# Impossible connecter  à livebox play par wifi



## VONS (6 Juillet 2020)

Bonjour à tous,
il m'est impossible de connecter mon ordinateur  (Mac book A1181) au wifi de ma livebox play (orange).

l'ordi détecte bien le nom du réseau  mais me demande la clé du réseau détecté ( la WPA inscrite sous la box) ce que je fais mais la box ne l'accepte pas.

Que faire ? Merci.

Ce qui est étrange car   je peux me connecter au wifi de la même box avec un autre ordi (Macbook air).

Comment faire svp ??


----------



## ericse (6 Juillet 2020)

Bonjour,
Un Mac book A1181 c'est un modèle assez ancien, il est possible qu'il ne reconnaisse pas le chiffrement d'une box récente


----------



## VONS (6 Juillet 2020)

ericse a dit:


> Bonjour,
> Un Mac book A1181 c'est un modèle assez ancien, il est possible qu'il ne reconnaisse pas le chiffrement d'une box récente


ça m'étonnerait car il fonctionne avec une box encore plus récente qui fonctionne avec la fibre celle là


----------



## ericse (6 Juillet 2020)

VONS a dit:


> ça m'étonnerait car il fonctionne avec une box encore plus récente qui fonctionne avec la fibre celle là


Ca peut dépendre des réglages de chaque Box (mode g, n, ac, mixed, wpa, wpa2, etc...)


----------



## VONS (6 Juillet 2020)

ericse a dit:


> Ca peut dépendre des réglages de chaque Box (mode g, n, ac, mixed, wpa, wpa2, etc...)

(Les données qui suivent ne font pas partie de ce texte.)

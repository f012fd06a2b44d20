//! Typed views of the MDR0, MDR1 and STR registers.
//!
//! The driver itself moves raw bytes; these types only build and decode them.
//! Every field value maps to a variant, so decoding never fails.

use crate::registers::DataWidth;

// ---------------------------------------------------------------------------
// MDR0
// ---------------------------------------------------------------------------

/// Quadrature count mode, MDR0 bits 0–1.
#[derive(Debug, Clone, Copy, PartialEq, Eq, Default)]
#[cfg_attr(feature = "defmt", derive(defmt::Format))]
pub enum CountMode {
    /// A = clock, B = direction.
    #[default]
    NonQuadrature = 0x00,
    /// One count per quadrature cycle.
    X1 = 0x01,
    /// Two counts per quadrature cycle.
    X2 = 0x02,
    /// Four counts per quadrature cycle.
    X4 = 0x03,
}

impl CountMode {
    fn from_register(reg: u8) -> Self {
        match reg & 0x03 {
            0x01 => CountMode::X1,
            0x02 => CountMode::X2,
            0x03 => CountMode::X4,
            _ => CountMode::NonQuadrature,
        }
    }
}

/// Counter cycle behaviour, MDR0 bits 2–3.
#[derive(Debug, Clone, Copy, PartialEq, Eq, Default)]
#[cfg_attr(feature = "defmt", derive(defmt::Format))]
pub enum RunMode {
    #[default]
    FreeRunning = 0x00,
    /// Counter stops on carry or borrow until reloaded or reset.
    SingleCycle = 0x04,
    /// Counter is confined to `0..=DTR`.
    RangeLimit = 0x08,
    /// Counter wraps at DTR.
    ModuloN = 0x0C,
}

impl RunMode {
    fn from_register(reg: u8) -> Self {
        match reg & 0x0C {
            0x04 => RunMode::SingleCycle,
            0x08 => RunMode::RangeLimit,
            0x0C => RunMode::ModuloN,
            _ => RunMode::FreeRunning,
        }
    }
}

/// Action taken on the index input, MDR0 bits 4–5.
#[derive(Debug, Clone, Copy, PartialEq, Eq, Default)]
#[cfg_attr(feature = "defmt", derive(defmt::Format))]
pub enum IndexMode {
    #[default]
    Disabled = 0x00,
    /// Index transfers DTR into CNTR.
    LoadCounter = 0x10,
    /// Index clears CNTR.
    ResetCounter = 0x20,
    /// Index latches CNTR into OTR.
    LoadOutput = 0x30,
}

impl IndexMode {
    fn from_register(reg: u8) -> Self {
        match reg & 0x30 {
            0x10 => IndexMode::LoadCounter,
            0x20 => IndexMode::ResetCounter,
            0x30 => IndexMode::LoadOutput,
            _ => IndexMode::Disabled,
        }
    }
}

/// Index synchronisation, MDR0 bit 6.
#[derive(Debug, Clone, Copy, PartialEq, Eq, Default)]
#[cfg_attr(feature = "defmt", derive(defmt::Format))]
pub enum IndexSync {
    #[default]
    Asynchronous = 0x00,
    Synchronous = 0x40,
}

/// Input filter clock division factor, MDR0 bit 7.
#[derive(Debug, Clone, Copy, PartialEq, Eq, Default)]
#[cfg_attr(feature = "defmt", derive(defmt::Format))]
pub enum FilterDivision {
    #[default]
    One = 0x00,
    Two = 0x80,
}

/// Contents of mode register 0.
///
/// `Default` is the chip's power-on state, `0x00`.
#[derive(Debug, Clone, Copy, PartialEq, Eq, Default)]
#[cfg_attr(feature = "defmt", derive(defmt::Format))]
pub struct Mdr0Config {
    pub count_mode: CountMode,
    pub run_mode: RunMode,
    pub index_mode: IndexMode,
    pub index_sync: IndexSync,
    pub filter_division: FilterDivision,
}

impl Mdr0Config {
    pub fn with_count_mode(mut self, count_mode: CountMode) -> Self {
        self.count_mode = count_mode;
        self
    }

    pub fn with_run_mode(mut self, run_mode: RunMode) -> Self {
        self.run_mode = run_mode;
        self
    }

    pub fn with_index(mut self, index_mode: IndexMode, index_sync: IndexSync) -> Self {
        self.index_mode = index_mode;
        self.index_sync = index_sync;
        self
    }

    pub fn with_filter_division(mut self, filter_division: FilterDivision) -> Self {
        self.filter_division = filter_division;
        self
    }

    pub fn to_register(&self) -> u8 {
        self.count_mode as u8
            | self.run_mode as u8
            | self.index_mode as u8
            | self.index_sync as u8
            | self.filter_division as u8
    }

    pub fn from_register(reg: u8) -> Self {
        Self {
            count_mode: CountMode::from_register(reg),
            run_mode: RunMode::from_register(reg),
            index_mode: IndexMode::from_register(reg),
            index_sync: if reg & 0x40 != 0 {
                IndexSync::Synchronous
            } else {
                IndexSync::Asynchronous
            },
            filter_division: if reg & 0x80 != 0 {
                FilterDivision::Two
            } else {
                FilterDivision::One
            },
        }
    }
}

// ---------------------------------------------------------------------------
// MDR1
// ---------------------------------------------------------------------------

/// Counting disabled when set.
pub const MDR1_DISABLE_COUNTING: u8 = 0x04;
/// Route index to FLAG.
pub const MDR1_FLAG_ON_INDEX: u8 = 0x10;
/// Route compare (CNTR == DTR) to FLAG.
pub const MDR1_FLAG_ON_COMPARE: u8 = 0x20;
/// Route borrow (underflow) to FLAG.
pub const MDR1_FLAG_ON_BORROW: u8 = 0x40;
/// Route carry (overflow) to FLAG.
pub const MDR1_FLAG_ON_CARRY: u8 = 0x80;

/// Contents of mode register 1.
///
/// `Default` is the chip's power-on state: 4-byte transfers, counting enabled
/// and no flag outputs.
#[derive(Debug, Clone, Copy, PartialEq, Eq)]
#[cfg_attr(feature = "defmt", derive(defmt::Format))]
pub struct Mdr1Config {
    pub data_width: DataWidth,
    pub counting_enabled: bool,
    pub flag_on_index: bool,
    pub flag_on_compare: bool,
    pub flag_on_borrow: bool,
    pub flag_on_carry: bool,
}

impl Default for Mdr1Config {
    fn default() -> Self {
        Self {
            data_width: DataWidth::Four,
            counting_enabled: true,
            flag_on_index: false,
            flag_on_compare: false,
            flag_on_borrow: false,
            flag_on_carry: false,
        }
    }
}

impl Mdr1Config {
    pub fn with_data_width(mut self, data_width: DataWidth) -> Self {
        self.data_width = data_width;
        self
    }

    pub fn with_counting_enabled(mut self, enabled: bool) -> Self {
        self.counting_enabled = enabled;
        self
    }

    pub fn to_register(&self) -> u8 {
        let mut reg = self.data_width.to_mdr1();
        if !self.counting_enabled {
            reg |= MDR1_DISABLE_COUNTING;
        }
        if self.flag_on_index {
            reg |= MDR1_FLAG_ON_INDEX;
        }
        if self.flag_on_compare {
            reg |= MDR1_FLAG_ON_COMPARE;
        }
        if self.flag_on_borrow {
            reg |= MDR1_FLAG_ON_BORROW;
        }
        if self.flag_on_carry {
            reg |= MDR1_FLAG_ON_CARRY;
        }
        reg
    }

    /// Decode an MDR1 byte. Bit 3 is unused by the chip and is dropped.
    pub fn from_register(reg: u8) -> Self {
        Self {
            data_width: DataWidth::from_mdr1(reg),
            counting_enabled: reg & MDR1_DISABLE_COUNTING == 0,
            flag_on_index: reg & MDR1_FLAG_ON_INDEX != 0,
            flag_on_compare: reg & MDR1_FLAG_ON_COMPARE != 0,
            flag_on_borrow: reg & MDR1_FLAG_ON_BORROW != 0,
            flag_on_carry: reg & MDR1_FLAG_ON_CARRY != 0,
        }
    }
}

// ---------------------------------------------------------------------------
// STR
// ---------------------------------------------------------------------------

/// Decoded status register.
///
/// | Bit | Flag | Meaning                                |
/// |-----|------|----------------------------------------|
/// | 7   | CY   | Carry (counter overflow) latch         |
/// | 6   | BW   | Borrow (counter underflow) latch       |
/// | 5   | CMP  | CNTR == DTR latch                      |
/// | 4   | IDX  | Index latch                            |
/// | 3   | CEN  | Counting enabled                       |
/// | 2   | PLS  | Power loss latch, set on power-up      |
/// | 1   | U/D  | Count direction, set when counting up  |
/// | 0   | S    | Sign of CNTR, set when negative        |
#[derive(Debug, Clone, Copy, PartialEq, Eq, Default)]
#[cfg_attr(feature = "defmt", derive(defmt::Format))]
pub struct Status {
    pub carry: bool,
    pub borrow: bool,
    pub compare: bool,
    pub index: bool,
    pub counting_enabled: bool,
    pub power_loss: bool,
    pub counting_up: bool,
    pub negative: bool,
}

impl Status {
    pub fn from_register(reg: u8) -> Self {
        Self {
            carry: reg & 0x80 != 0,
            borrow: reg & 0x40 != 0,
            compare: reg & 0x20 != 0,
            index: reg & 0x10 != 0,
            counting_enabled: reg & 0x08 != 0,
            power_loss: reg & 0x04 != 0,
            counting_up: reg & 0x02 != 0,
            negative: reg & 0x01 != 0,
        }
    }
}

Merci pour ta réponse, mais comment je peux savoir le réglage qui va bien avec mon ordi, est-ce écrit quelque part ?


----------



## Locke (6 Juillet 2020)

VONS a dit:


> l'ordi détecte bien le nom du réseau mais me demande la clé du réseau détecté ( la WPA inscrite sous la box) ce que je fais mais la box ne l'accepte pas.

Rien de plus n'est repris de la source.